For a risk assessment to be more robust and socially responsible, consideration should be given to the needs of vulnerable populations. In locations where it is hard to get data, it can also be useful to speak with community groups to understand the burdens their members have faced in the past.
Several factors can overlap to increase the vulnerability of urban populations to hazards, including low income, lack of health insurance, age, disability, language ability, limited social connectivity, and others. For example, low income people might not have access to air-conditioned spaces, which would place them at higher risk in a period of extreme heat. After an event, people may have trouble finding needed resources, particularly immigrants or nonnative speakers.

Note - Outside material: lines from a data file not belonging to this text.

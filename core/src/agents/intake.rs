//! Intake stage: normalization and data-quality flagging

use std::sync::Arc;

use async_trait::async_trait;
use serde_json::Value;
use tracing::debug;

use super::{Agent, AgentError, expect_object};
use crate::reasoning::ReasoningClient;
use crate::state::ClinicalState;

const INSTRUCTION: &str = "You are a clinical data normalization agent. \
Validate input, normalize vitals, flag missing or abnormal data. \
Do not diagnose. Return strict JSON.";

/// Normalizes the raw request into a patient profile and flags anomalies.
///
/// Reads `input_data`; writes `patient_profile` and `data_quality_flags`.
pub struct IntakeAgent {
    client: Arc<dyn ReasoningClient>,
}

impl IntakeAgent {
    /// Create the stage around a reasoning client.
    #[must_use]
    pub fn new(client: Arc<dyn ReasoningClient>) -> Self {
        Self { client }
    }
}

#[async_trait]
impl Agent for IntakeAgent {
    fn name(&self) -> &'static str {
        "intake"
    }

    async fn run(&self, state: &mut ClinicalState) -> Result<(), AgentError> {
        let payload = serde_json::to_value(&state.input_data).unwrap_or(Value::Null);
        let reply = self.client.invoke(INSTRUCTION, &payload).await?;
        let reply = expect_object(self.name(), reply)?;

        // Absent keys degrade to empty, not to a failure: a profile the
        // model chose not to populate is itself a data-quality signal.
        state.patient_profile = Some(
            reply
                .get("patient_profile")
                .and_then(Value::as_object)
                .cloned()
                .unwrap_or_default(),
        );
        state.data_quality_flags = reply
            .get("data_quality_flags")
            .and_then(Value::as_array)
            .map(|flags| {
                flags
                    .iter()
                    .filter_map(Value::as_str)
                    .map(str::to_owned)
                    .collect()
            })
            .unwrap_or_default();

        debug!(flags = state.data_quality_flags.len(), "intake complete");
        Ok(())
    }
}
//! Client configuration

use std::time::Duration;

use serde::{Deserialize, Serialize};
use thiserror::Error;

/// Configuration error.
#[derive(Debug, Error)]
pub enum ConfigError {
    /// Configuration validation failed
    #[error("configuration validation failed: {0}")]
    Validation(String),
}

/// Decoding and transport settings for the Gemini client.
///
/// The defaults reproduce the decision-support deployment: a
/// deterministic-leaning temperature and JSON-constrained output, with an
/// explicit request timeout (no external call runs unbounded).
#[derive(Debug, Clone, Serialize, Deserialize)]
pub struct GeminiConfig {
    /// Model to use
    pub model: String,
    /// Sampling temperature (0.0-1.0); low for reproducible structure
    pub temperature: f32,
    /// Cap on generated tokens, when set
    pub max_output_tokens: Option<u32>,
    /// Request timeout in seconds
    pub timeout_secs: u64,
}

impl GeminiConfig {
    /// Validate the configuration.
    ///
    /// # Errors
    ///
    /// Returns [`ConfigError`] if any setting is out of range.
    pub fn validate(&self) -> Result<(), ConfigError> {
        if self.model.is_empty() {
            return Err(ConfigError::Validation("model cannot be empty".to_string()));
        }
        if !(0.0..=1.0).contains(&self.temperature) {
            return Err(ConfigError::Validation(
                "temperature must be between 0.0 and 1.0".to_string(),
            ));
        }
        if self.max_output_tokens == Some(0) {
            return Err(ConfigError::Validation(
                "max_output_tokens must be > 0 when set".to_string(),
            ));
        }
        if self.timeout_secs == 0 {
            return Err(ConfigError::Validation("timeout_secs must be > 0".to_string()));
        }
        Ok(())
    }

    /// Get the request timeout as a Duration.
    #[must_use]
    pub const fn timeout(&self) -> Duration {
        Duration::from_secs(self.timeout_secs)
    }
}

impl Default for GeminiConfig {
    fn default() -> Self {
        Self {
            model: "gemini-2.5-flash".to_string(),
            temperature: 0.2,
            max_output_tokens: None,
            timeout_secs: 30,
        }
    }
}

A risk assessment should help cities and property owners see which types of events are most likely and which assets and communities most need support and resilience planning efforts. The risk-assessment process also often uncovers areas that need further study, for instance to better understand the effect of rising water temperatures on a fishing industry or the benefits of developing a comprehensive drought response plan.

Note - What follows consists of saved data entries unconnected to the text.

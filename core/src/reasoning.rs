//! Boundary to the external reasoning service

use async_trait::async_trait;
use serde_json::Value;
use thiserror::Error;

/// Errors from the external reasoning service.
#[derive(Debug, Error)]
pub enum ReasoningError {
    /// The upstream call errored or timed out
    #[error("reasoning service call failed: {0}")]
    CallFailed(String),

    /// The reply could not be used as structured data
    #[error("reasoning service returned unusable output: {0}")]
    MalformedOutput(String),
}

/// One call to an external generative model: given a system instruction and
/// a structured payload, return parsed structured data or fail.
///
/// Implementations construct a single-turn request with a
/// deterministic-leaning, low-temperature decoding setting constrained to
/// machine-parseable output (JSON objects or arrays, no free text outside a
/// field). They hold no state across invocations and do not retry; retry
/// policy belongs to the caller.
#[async_trait]
pub trait ReasoningClient: Send + Sync {
    /// Issue a single structured-output request.
    ///
    /// # Errors
    ///
    /// Returns [`ReasoningError`] when the upstream call errors, times out,
    /// or returns output that is not structured data.
    async fn invoke(&self, system_instruction: &str, payload: &Value)
    -> Result<Value, ReasoningError>;
}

After a risk assessment is complete, further steps help deliver comprehensive resilience projects. Community engagement provides direction from residents and businesses on their specific needs and issues. Projects, policies, and programs that reduce risk must be developed and alternatives must be weighed with a cost/benefit analysis to understand which projects lead to the greatest reduction of risk at the lowest cost. Funding and financing of climate change adaptation and risk mitigation can be limited, so creative and opportunistic solutions are often required. Projects must be designed and constructed so as to protect communities without becoming unsightly urban nuisances. And projects must be operated and maintained through many uneventful years so that they are effective when natural disasters eventually do strike.

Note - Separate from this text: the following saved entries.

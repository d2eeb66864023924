//! Request and response types for the generateContent API

use serde::{Deserialize, Serialize};

/// Request to generate content.
#[derive(Clone, Debug, Serialize)]
#[serde(rename_all = "camelCase")]
pub struct GenerateContentRequest {
    /// System instruction fixed for the whole request
    pub system_instruction: Content,
    /// Single-turn conversation contents
    pub contents: Vec<Content>,
    /// Decoding settings
    pub generation_config: GenerationConfig,
}

/// A content block: an optional role plus ordered parts.
#[derive(Clone, Debug, Serialize, Deserialize, PartialEq, Eq)]
pub struct Content {
    /// Role of the content producer ("user"/"model"); absent for system
    /// instructions
    #[serde(skip_serializing_if = "Option::is_none")]
    pub role: Option<String>,
    /// Ordered content parts
    pub parts: Vec<Part>,
}

impl Content {
    /// Create a user content block with a single text part.
    #[must_use]
    pub fn user(text: impl Into<String>) -> Self {
        Self {
            role: Some("user".to_string()),
            parts: vec![Part { text: text.into() }],
        }
    }

    /// Create a role-less content block, as system instructions are sent.
    #[must_use]
    pub fn system(text: impl Into<String>) -> Self {
        Self {
            role: None,
            parts: vec![Part { text: text.into() }],
        }
    }
}

/// A single text part.
#[derive(Clone, Debug, Serialize, Deserialize, PartialEq, Eq)]
pub struct Part {
    /// The text content
    pub text: String,
}

/// Decoding settings for a request.
#[derive(Clone, Debug, Serialize)]
#[serde(rename_all = "camelCase")]
pub struct GenerationConfig {
    /// Sampling temperature
    pub temperature: f32,
    /// Output MIME type constraint (e.g. "application/json")
    pub response_mime_type: String,
    /// Cap on generated tokens, when set
    #[serde(skip_serializing_if = "Option::is_none")]
    pub max_output_tokens: Option<u32>,
}

/// Response from generating content.
#[derive(Clone, Debug, Deserialize)]
pub struct GenerateContentResponse {
    /// Generated candidates; the first is the reply
    #[serde(default)]
    pub candidates: Vec<Candidate>,
}

/// One generated candidate.
#[derive(Clone, Debug, Deserialize)]
#[serde(rename_all = "camelCase")]
pub struct Candidate {
    /// Generated content
    pub content: Content,
    /// Why generation stopped, when reported
    #[serde(default)]
    pub finish_reason: Option<String>,
}

impl GenerateContentResponse {
    /// Concatenated text of the first candidate's parts, `None` when the
    /// response carries no candidates.
    #[must_use]
    pub fn text(&self) -> Option<String> {
        self.candidates.first().map(|candidate| {
            candidate
                .content
                .parts
                .iter()
                .map(|part| part.text.as_str())
                .collect::<String>()
        })
    }
}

A risk assessment such as the one presented here is one of the first and most important steps for cities in creating a more resilient community. This process is not the only way to assess risk. Appendix A lists other approaches and tools that range across a wide spectrum from more quantitative to more qualitative. It is important that a city develop a process tailored to its communities and its needs. The goal of this paper is to offer critical background information to help a city engage in an informed and comprehensive decision-making process.
Risk-Assessment Process
The process of assessing risk for a city or a specific asset is fairly linear. It starts with consideration of all possible event hazards that exist in the region. Then, by creating scenarios for each type of hazardous event and assigning a probability that that event occurs, a matrix is formed that provides the foundation for the risk assessment.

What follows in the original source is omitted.